Ricardo Baeza-Yates

“Semantic Search”

Ricardo Baeza-Yates. NTENT (USA & Spain)

Topic
Semantic search lies in the cross roads of information retrieval and natural language processing and is the current frontier of search technology. The first step, consist in building a semantically annotated index with the help of a knowledge base. For this we first need to predict the language of each document and parse it accordingly to that language. Second, we need to extract all entities and concepts mentioned in the document with the help of the knowledge base. All the knowledge base infrastructure needs to be independent of the language and we instantiate each language in the lexicon of the knowledge base.

The second step is predicting the intention behind the query, which implies doing semantic query understanding. This process implies the same semantic processing as document. After, based on all this information, we must predict one or more possible intentions with a certain probability, which is particularly important for ambiguous queries. These scores will be one of the inputs for the final semantic ranking. For example, given the query “bond”, possible results for query understanding are a financial instrument, the movie character, a chemical reaction, or a term for endearment.

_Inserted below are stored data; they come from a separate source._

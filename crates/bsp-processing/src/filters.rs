//! Zero-phase Butterworth bandpass filtering
//!
//! The filter is designed from the analog Butterworth prototype: its poles are
//! moved to the requested band with the lowpass-to-bandpass transform and then
//! mapped to the z-plane with the bilinear transform (cutoffs pre-warped, so
//! the -3 dB points land exactly on `lowcut` and `highcut`). The result is kept
//! as a cascade of biquad sections for numerical stability and applied
//! forward and backward so the output has no net phase shift.

use bsp_core::{BspError, BspResult, EcgWaveform};
use num_complex::Complex64;
use std::f64::consts::PI;
use tracing::debug;

/// Sampling rate of the normalised design domain; cutoffs are expressed as a
/// fraction of Nyquist, so the bilinear transform runs at `fs = 2`.
const DESIGN_FS: f64 = 2.0;

/// Highest prototype order accepted by [`ButterworthBandpass::design`]
pub const MAX_ORDER: usize = 16;

/// Single biquad section (2nd order), `a0` normalised to 1
#[derive(Debug, Clone, Copy, PartialEq)]
struct BiquadSection {
    // y[n] = b0*x[n] + b1*x[n-1] + b2*x[n-2] - a1*y[n-1] - a2*y[n-2]
    b0: f64, b1: f64, b2: f64,
    a1: f64, a2: f64,
}

impl BiquadSection {
    /// Bandpass section with one zero at z = 1 and one at z = -1
    fn with_poles(gain: f64, p1: Complex64, p2: Complex64) -> Self {
        Self {
            b0: gain,
            b1: 0.0,
            b2: -gain,
            a1: -(p1 + p2).re,
            a2: (p1 * p2).re,
        }
    }

    /// Transposed direct form II step
    fn process_sample(&self, input: f64, state: &mut [f64; 2]) -> f64 {
        let output = self.b0 * input + state[0];
        state[0] = self.b1 * input - self.a1 * output + state[1];
        state[1] = self.b2 * input - self.a2 * output;
        output
    }

    /// State reached after an infinitely long unit step
    fn step_state(&self) -> [f64; 2] {
        let u0 = self.b1 - self.a1 * self.b0;
        let u1 = self.b2 - self.a2 * self.b0;
        let det = 1.0 + self.a1 + self.a2;
        [(u0 + u1) / det, ((1.0 + self.a1) * u1 - self.a2 * u0) / det]
    }

    fn dc_gain(&self) -> f64 {
        (self.b0 + self.b1 + self.b2) / (1.0 + self.a1 + self.a2)
    }

    /// Complex response at `z = e^{jω}`
    fn response(&self, omega: f64) -> Complex64 {
        let z1 = Complex64::from_polar(1.0, -omega);
        let z2 = z1 * z1;
        (self.b0 + z1 * self.b1 + z2 * self.b2) / (1.0 + z1 * self.a1 + z2 * self.a2)
    }
}

/// Digital Butterworth bandpass realised as a biquad cascade
#[derive(Debug, Clone, PartialEq)]
pub struct ButterworthBandpass {
    biquads: Vec<BiquadSection>,
    sampling_rate: f64,
    lowcut: f64,
    highcut: f64,
    order: usize,
}

impl ButterworthBandpass {
    /// Design a bandpass of the given prototype order.
    ///
    /// The cascade has `order` sections, i.e. `2 * order` poles, matching the
    /// usual convention for bandpass Butterworth designs.
    pub fn design(sampling_rate: f64, lowcut: f64, highcut: f64, order: usize) -> BspResult<Self> {
        if !sampling_rate.is_finite() || sampling_rate <= 0.0 {
            return Err(BspError::invalid(
                "fs",
                format!("sampling rate must be positive, got {}", sampling_rate),
            ));
        }
        if !lowcut.is_finite() || lowcut <= 0.0 {
            return Err(BspError::invalid(
                "lowcut",
                format!("cutoff frequencies must be positive, got {}", lowcut),
            ));
        }
        if !highcut.is_finite() || highcut <= 0.0 {
            return Err(BspError::invalid(
                "highcut",
                format!("cutoff frequencies must be positive, got {}", highcut),
            ));
        }
        if highcut <= lowcut {
            return Err(BspError::invalid(
                "highcut",
                format!("must be greater than lowcut ({} <= {})", highcut, lowcut),
            ));
        }
        let nyquist = 0.5 * sampling_rate;
        if highcut >= nyquist {
            return Err(BspError::invalid(
                "highcut",
                format!("must be below the Nyquist frequency ({} >= {})", highcut, nyquist),
            ));
        }
        if order == 0 || order > MAX_ORDER {
            return Err(BspError::invalid(
                "order",
                format!("filter order must be between 1 and {}, got {}", MAX_ORDER, order),
            ));
        }

        let biquads = design_sections(lowcut / nyquist, highcut / nyquist, order);

        debug!(
            fs = sampling_rate,
            lowcut,
            highcut,
            order,
            sections = biquads.len(),
            "designed Butterworth bandpass"
        );

        Ok(ButterworthBandpass {
            biquads,
            sampling_rate,
            lowcut,
            highcut,
            order,
        })
    }

    pub fn order(&self) -> usize {
        self.order
    }

    pub fn sampling_rate(&self) -> f64 {
        self.sampling_rate
    }

    /// Passband edges `(lowcut, highcut)` in Hz
    pub fn band(&self) -> (f64, f64) {
        (self.lowcut, self.highcut)
    }

    /// Magnitude response of a single pass at `freq_hz`
    pub fn magnitude_at(&self, freq_hz: f64) -> f64 {
        let omega = 2.0 * PI * freq_hz / self.sampling_rate;
        self.biquads
            .iter()
            .fold(Complex64::new(1.0, 0.0), |acc, biquad| acc * biquad.response(omega))
            .norm()
    }

    /// Samples of odd-reflection padding added at each end before filtering
    pub fn padding_len(&self) -> usize {
        3 * (2 * self.biquads.len() + 1)
    }

    /// Filter once, front to back, starting from the steady state of `x[0]`
    pub fn filter_forward(&self, input: &[f64]) -> Vec<f64> {
        let initial = match input.first() {
            Some(&x0) => x0,
            None => return Vec::new(),
        };

        let mut states: Vec<[f64; 2]> = self
            .cascade_step_states()
            .into_iter()
            .map(|[s0, s1]| [s0 * initial, s1 * initial])
            .collect();

        input
            .iter()
            .map(|&sample| {
                self.biquads
                    .iter()
                    .zip(states.iter_mut())
                    .fold(sample, |value, (biquad, state)| biquad.process_sample(value, state))
            })
            .collect()
    }

    /// Forward-backward filtering with odd-reflection padding.
    ///
    /// The output has the same length as the input and zero phase distortion.
    pub fn filtfilt(&self, input: &[f64]) -> BspResult<Vec<f64>> {
        if input.is_empty() {
            return Err(BspError::EmptyInput { what: "waveform" });
        }

        let pad = self.padding_len().min(input.len() - 1);
        let extended = odd_extension(input, pad);

        let mut forward = self.filter_forward(&extended);
        forward.reverse();
        let mut backward = self.filter_forward(&forward);
        backward.reverse();

        Ok(backward[pad..pad + input.len()].to_vec())
    }

    /// Initial states of every section for a unit step through the cascade
    fn cascade_step_states(&self) -> Vec<[f64; 2]> {
        let mut scale = 1.0;
        self.biquads
            .iter()
            .map(|biquad| {
                let [s0, s1] = biquad.step_state();
                let state = [s0 * scale, s1 * scale];
                scale *= biquad.dc_gain();
                state
            })
            .collect()
    }
}

/// Butterworth bandpass sections for cutoffs normalised to Nyquist (0 < low < high < 1)
fn design_sections(low: f64, high: f64, order: usize) -> Vec<BiquadSection> {
    // Pre-warp both edges into the analog domain of the bilinear transform.
    let warp = |wn: f64| 2.0 * DESIGN_FS * (PI * wn / DESIGN_FS).tan();
    let (warped_low, warped_high) = (warp(low), warp(high));
    let bandwidth = warped_high - warped_low;
    let center_sq = warped_low * warped_high;

    let bilinear = |s: Complex64| (2.0 * DESIGN_FS + s) / (2.0 * DESIGN_FS - s);
    // Bandpass poles of one lowpass prototype pole: roots of s^2 - p*bw*s + w0^2.
    let split = |p: Complex64| {
        let shifted = p * (bandwidth / 2.0);
        let disc = (shifted * shifted - center_sq).sqrt();
        (shifted + disc, shifted - disc)
    };

    let mut analog_poles = Vec::with_capacity(2 * order);
    let mut poles = Vec::with_capacity(order);

    for k in 0..order {
        let twice_k = 2 * k + 1;
        if twice_k > order {
            // Lower half-plane poles are covered by their conjugates.
            continue;
        }
        if twice_k == order {
            let (q1, q2) = split(Complex64::new(-1.0, 0.0));
            analog_poles.extend([q1, q2]);
            poles.push((bilinear(q1), bilinear(q2)));
        } else {
            let theta = PI * (2 * k + order + 1) as f64 / (2 * order) as f64;
            let (q1, q2) = split(Complex64::from_polar(1.0, theta));
            analog_poles.extend([q1, q1.conj(), q2, q2.conj()]);
            let (z1, z2) = (bilinear(q1), bilinear(q2));
            poles.push((z1, z1.conj()));
            poles.push((z2, z2.conj()));
        }
    }

    // Analog gain bw^N with N zeros at the origin, carried through the
    // bilinear transform: k * prod(2fs - zeros) / prod(2fs - poles).
    let two_fs = 2.0 * DESIGN_FS;
    let numerator = (bandwidth * two_fs).powi(order as i32);
    let denominator = analog_poles
        .iter()
        .fold(Complex64::new(1.0, 0.0), |acc, &q| acc * (two_fs - q));
    let gain = (Complex64::new(numerator, 0.0) / denominator).re;

    poles
        .into_iter()
        .enumerate()
        .map(|(idx, (p1, p2))| {
            let section_gain = if idx == 0 { gain } else { 1.0 };
            BiquadSection::with_poles(section_gain, p1, p2)
        })
        .collect()
}

/// Extend a signal by `pad` samples at each end with its odd reflection
fn odd_extension(input: &[f64], pad: usize) -> Vec<f64> {
    let last = input.len() - 1;
    let (first_value, last_value) = (input[0], input[last]);

    let mut extended = Vec::with_capacity(input.len() + 2 * pad);
    extended.extend((1..=pad).rev().map(|i| 2.0 * first_value - input[i]));
    extended.extend_from_slice(input);
    extended.extend((1..=pad).map(|i| 2.0 * last_value - input[last - i]));
    extended
}

/// Apply a zero-phase Butterworth bandpass to an ECG waveform
pub fn apply_bandpass_filter(
    waveform: &EcgWaveform,
    fs: f64,
    lowcut: f64,
    highcut: f64,
    order: usize,
) -> BspResult<EcgWaveform> {
    let filter = ButterworthBandpass::design(fs, lowcut, highcut, order)?;
    filter.filtfilt(waveform.as_slice()).map(EcgWaveform::new)
}

#[cfg(test)]
mod tests {
    use super::*;

    const FS: f64 = 300.0;

    fn tone(freq: f64, samples: usize) -> Vec<f64> {
        (0..samples)
            .map(|i| (2.0 * PI * freq * i as f64 / FS).cos())
            .collect()
    }

    fn rms(data: &[f64]) -> f64 {
        (data.iter().map(|x| x * x).sum::<f64>() / data.len() as f64).sqrt()
    }

    fn argmax(data: &[f64]) -> usize {
        data.iter()
            .enumerate()
            .fold((0, f64::NEG_INFINITY), |best, (i, &v)| if v > best.1 { (i, v) } else { best })
            .0
    }

    #[test]
    fn test_cutoffs_are_half_power_points() {
        for order in [1, 2, 3, 4, 6] {
            let filter = ButterworthBandpass::design(FS, 0.8, 30.0, order).unwrap();
            assert_eq!(filter.biquads.len(), order);

            let half_power = std::f64::consts::FRAC_1_SQRT_2;
            assert!((filter.magnitude_at(0.8) - half_power).abs() < 1e-6, "order {}", order);
            assert!((filter.magnitude_at(30.0) - half_power).abs() < 1e-6, "order {}", order);
            assert!((filter.magnitude_at(5.0) - 1.0).abs() < 1e-3, "order {}", order);
        }
    }

    #[test]
    fn test_invalid_cutoffs() {
        for (low, high) in [(0.0, 30.0), (0.8, 0.0), (-1.0, 30.0), (5.0, 3.0), (5.0, 5.0)] {
            let err = ButterworthBandpass::design(FS, low, high, 4).unwrap_err();
            assert!(matches!(err, BspError::InvalidParameter { .. }), "{} {}", low, high);
        }
        assert!(matches!(
            ButterworthBandpass::design(FS, 0.8, 150.0, 4),
            Err(BspError::InvalidParameter { name: "highcut", .. })
        ));
        assert!(matches!(
            ButterworthBandpass::design(FS, 0.8, 30.0, 0),
            Err(BspError::InvalidParameter { name: "order", .. })
        ));
        assert!(matches!(
            ButterworthBandpass::design(0.0, 0.8, 30.0, 4),
            Err(BspError::InvalidParameter { name: "fs", .. })
        ));
    }

    #[test]
    fn test_order_upper_bound() {
        assert!(ButterworthBandpass::design(FS, 0.8, 30.0, MAX_ORDER).is_ok());
        for order in [MAX_ORDER + 1, usize::MAX] {
            assert!(matches!(
                ButterworthBandpass::design(FS, 0.8, 30.0, order),
                Err(BspError::InvalidParameter { name: "order", .. })
            ));
        }
    }

    #[test]
    fn test_reversed_band_reports_highcut() {
        let waveform = EcgWaveform::new(tone(5.0, 600));
        let err = apply_bandpass_filter(&waveform, FS, 5.0, 3.0, 4).unwrap_err();
        assert!(matches!(err, BspError::InvalidParameter { name: "highcut", .. }));
    }

    #[test]
    fn test_output_length_matches_input() {
        for order in [2, 4, 6] {
            let filter = ButterworthBandpass::design(FS, 0.8, 30.0, order).unwrap();
            for len in [1, 2, 5, 40, 3000] {
                let output = filter.filtfilt(&tone(5.0, len)).unwrap();
                assert_eq!(output.len(), len);
                assert!(output.iter().all(|v| v.is_finite()));
            }
        }
    }

    #[test]
    fn test_empty_waveform() {
        let filter = ButterworthBandpass::design(FS, 0.8, 30.0, 4).unwrap();
        assert_eq!(
            filter.filtfilt(&[]).unwrap_err(),
            BspError::EmptyInput { what: "waveform" }
        );
    }

    #[test]
    fn test_zero_phase_keeps_peaks_in_place() {
        let filter = ButterworthBandpass::design(FS, 0.8, 30.0, 4).unwrap();

        for freq in [5.0, 15.0] {
            let input = tone(freq, 3000);
            let output = filter.filtfilt(&input).unwrap();

            // Look at one period centred on the peak at sample 1260.
            let period = (FS / freq) as usize;
            let window = 1260 - period / 2..1260 + period / 2;
            assert_eq!(argmax(&input[window.clone()]), period / 2);
            assert_eq!(argmax(&output[window]), period / 2, "{} Hz", freq);
        }
    }

    #[test]
    fn test_single_pass_lags() {
        let filter = ButterworthBandpass::design(FS, 0.8, 30.0, 4).unwrap();
        let output = filter.filter_forward(&tone(15.0, 3000));

        // Away from the band centre a causal pass shifts the peak.
        assert_ne!(argmax(&output[1250..1270]), 10);
    }

    #[test]
    fn test_passband_and_stopbands() {
        let filter = ButterworthBandpass::design(FS, 0.8, 30.0, 4).unwrap();
        let middle = 600..2400;

        let pass = filter.filtfilt(&tone(5.0, 3000)).unwrap();
        let reference = tone(5.0, 3000);
        assert!((rms(&pass[middle.clone()]) / rms(&reference[middle.clone()]) - 1.0).abs() < 0.01);

        let drift = filter.filtfilt(&tone(0.2, 3000)).unwrap();
        assert!(rms(&drift[middle.clone()]) < 0.1 * rms(&tone(0.2, 3000)[middle.clone()]));

        let hum = filter.filtfilt(&tone(60.0, 3000)).unwrap();
        assert!(rms(&hum[middle.clone()]) < 0.1 * rms(&tone(60.0, 3000)[middle]));
    }

    #[test]
    fn test_constant_signal_is_removed() {
        let filter = ButterworthBandpass::design(FS, 0.8, 30.0, 2).unwrap();
        let output = filter.filtfilt(&vec![3.0; 1500]).unwrap();
        assert!(output.iter().all(|v| v.abs() < 1e-6));
    }
}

Semantic ranking refers to ranking search results using semantic information. In a standard search engine, a rank is computed by using signals or features coming from the search query, from the documents in the collection being searched and from the search context, such as the language and device being used. In our case, we add semantic relations between the entities and concepts found in the query, based in the same objects earlier found in the documents, that come from different data sources. For this we use machine learning in several stages. The first stage selects the data sources that we should use to answer the query. In the second stage, each data source generates a set of answers using “learning to rank.” The third and final stage ranks these data sources, selecting and ordering the intentions as well as the answers inside each intention (e.g., news) that will appear in the final composite answer. All these stages are language independent, but may use language dependent features.

We will cover the process above having in mind a services-based approach, including the data science needed to use as relevance feedback the usage log stream of the semantic search engine.

 

ricardobaezayatesShort bio

Ricardo Baeza-Yates areas of expertise are web search and data mining, information retrieval, data science and algorithms. Since June 2016, he is CTO of NTENT, a semantic search technology company based in California, USA. Before he was VP of Research at Yahoo Labs, based in Barcelona, Spain, and later in Sunnyvale, California, from January 2006 to February 2016. He also is part time Professor at DTIC of the Universitat Pompeu Fabra, in Barcelona, Spain, as well as at DCC of Universidad de Chile in Santiago. Until 2004 he was Professor and founding director of the Center for Web Research at the later place. He obtained a Ph.D. in CS from the University of Waterloo, Canada, in 1989. He is co-author of the best-seller Modern Information Retrieval textbook published by Addison-Wesley in 2011 (2nd ed), that won the ASIST 2012 Book of the Year award. From 2002 to 2004 he was elected to the Board of Governors of the IEEE Computer Society and between 2012 and 2016 was elected for the ACM Council. Since 2010 is a founding member of the Chilean Academy of Engineering. In 2009 he was named ACM Fellow and in 2011 IEEE Fellow, among other awards and distinctions.